Data Mining with SQL Server 2008


Last week Bogdan and I went through the final steps in completing the SQL (sic) to the wildly popular “Data Mining with SQL Server 2005”, cleverly titled “Data Mining with SQL Server 2008”.  We went through the final PDF’s and signed off that the companion web content is good to go.  I am definitely pleased with how this book turned out.  I listened to the feedback on the first book and pressed the authors and the editors to ensure that this book has much higher “initial code quality” as you might call it. 


Writing a book isn’t really all that much different than writing software, particularly when the book is about software, I suppose.  The authors are the developers and the editors are the testers, and I have to say that the editors took us to task ensuring that every phrase turned correctly and no word was used wastefully.  It was great help that, unlike the first edition, we were able to have the same editors throughout, and even though at times it seemed they were being a bit picky :), they were able to catch similar phrases used differently across multiple chapters and made a huge impact on the final text.  Also, Shuvro, from the DM team here, manually verified each and every query and line of code that is included on the companion site.  (I suppose that it helps that the book was written after the product was completed, so that API’s and language constructs didn’t change in flight)

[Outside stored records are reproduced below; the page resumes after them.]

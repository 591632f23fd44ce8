use crate::{ErrorKind, Ptr, Result, make_ptr, prelude::*};
use std::fmt;

/// A trait for callable bodies used by the Rook runtime
///
/// Implemented for all matching closures, so methods and free functions are usually defined
/// inline, e.g. `|ctx| Ok(ctx.args()[0].clone())`.
pub trait RookFunction: Fn(&mut CallContext) -> Result<RValue> + 'static {}

impl<T> RookFunction for T where T: Fn(&mut CallContext) -> Result<RValue> + 'static {}

/// A callable body, used for both methods and free functions
#[derive(Clone)]
pub struct RFunction {
    function: Ptr<dyn RookFunction>,
}

impl RFunction {
    /// Creates a new function from the given body
    pub fn new(function: impl RookFunction) -> Self {
        Self {
            function: make_ptr!(function),
        }
    }

    /// Calls the function with the given context
    pub fn call(&self, ctx: &mut CallContext) -> Result<RValue> {
        (self.function)(ctx)
    }
}

impl fmt::Debug for RFunction {
    fn fmt(&self, f: &mut fmt::Formatter<'_>) -> fmt::Result {
        write!(f, "function: {:?}", Ptr::address(&self.function))
    }
}

/// The context provided when a method or free function is called
///
/// `self` is available via [CallContext::instance], for free functions it's `nil`.
pub struct CallContext<'a> {
    /// The VM making the call
    ///
    /// The VM can be used for nested calls like [RookVm::dispatch], and for access to the
    /// runtime's I/O handles.
    pub vm: &'a mut RookVm,
    instance: RValue,
    args: &'a [RValue],
}

impl<'a> CallContext<'a> {
    /// Returns a new context for calling a function
    pub fn new(vm: &'a mut RookVm, instance: RValue, args: &'a [RValue]) -> Self {
        Self { vm, instance, args }
    }

    /// Returns the `self` instance with which the function was called
    pub fn instance(&self) -> &RValue {
        &self.instance
    }

    /// Returns the function call's arguments
    pub fn args(&self) -> &'a [RValue] {
        self.args
    }

    /// Returns the instance and args with which the function was called
    ///
    /// If the instance fails the provided check then an 'unexpected args' error is returned with
    /// the `expected_args_message`, listing the instance followed by the args.
    pub fn instance_and_args(
        &self,
        instance_check: impl Fn(&RValue) -> bool,
        expected_args_message: &str,
    ) -> Result<(&RValue, &'a [RValue])> {
        if instance_check(&self.instance) {
            Ok((&self.instance, self.args))
        } else {
            unexpected_args_after_instance(expected_args_message, &self.instance, self.args)
        }
    }

    /// Returns the value of one of `self`'s instance fields
    ///
    /// Fields that haven't been written yet are `nil`.
    pub fn field(&self, name: &str) -> Result<RValue> {
        match &self.instance {
            RValue::Object(o) => Ok(o.field(name)),
            unexpected => unexpected_type("an object instance as self", unexpected),
        }
    }

    /// Writes one of `self`'s instance fields
    pub fn set_field(&self, name: &str, value: impl Into<RValue>) -> Result<()> {
        match &self.instance {
            RValue::Object(o) => {
                o.set_field(name, value);
                Ok(())
            }
            unexpected => unexpected_type("an object instance as self", unexpected),
        }
    }

    /// Reads a shared slot from the class of `self`
    ///
    /// When `self` is a class, then the class's own shared slots are used.
    pub fn shared(&self, name: &str) -> Result<RValue> {
        let class = self.shared_class();
        class.shared_slot(name).ok_or_else(|| {
            ErrorKind::UninitializedSharedSlot {
                class: class.name().clone(),
                slot: name.into(),
            }
            .into()
        })
    }

    /// Writes a shared slot in the class of `self`, making the value visible to all instances
    pub fn set_shared(&self, name: &str, value: impl Into<RValue>) -> Result<()> {
        self.shared_class().set_shared_slot(name, value);
        Ok(())
    }

    fn shared_class(&self) -> RClass {
        match &self.instance {
            RValue::Class(c) => c.clone(),
            other => self.vm.class_of(other),
        }
    }
}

So, readers of the first book will probably want to know what’s new and different about this one.  Overall, the book has generally the same structure as the first – so it’s evolutionary rather than revolutionary.  That being said, I would guess that at over half the content is new or heavily modified.  For example, I rewrote most of the introduction, there are two new chapters covering the Data Mining Addins for Office, and the “OLE DB for Data Mining” chapter was completely reimagined and rewritten as “Data Mining Concepts and DMX.”  Each of the algorithm chapters was updated with respect to new features and comments from forums and newsgroups.  Even where there were no significant changes to the algorithm between 2005 and 2008, the chapters were reorganized to focus on the practical application first and leave the technical implementation details to the latter portion of the chapter.  Also, Bogdan, borrowing from his 50-page epic whitepaper SQL Server Data Mining Programmability, took over and greatly enhanced the Architecture and API chapters.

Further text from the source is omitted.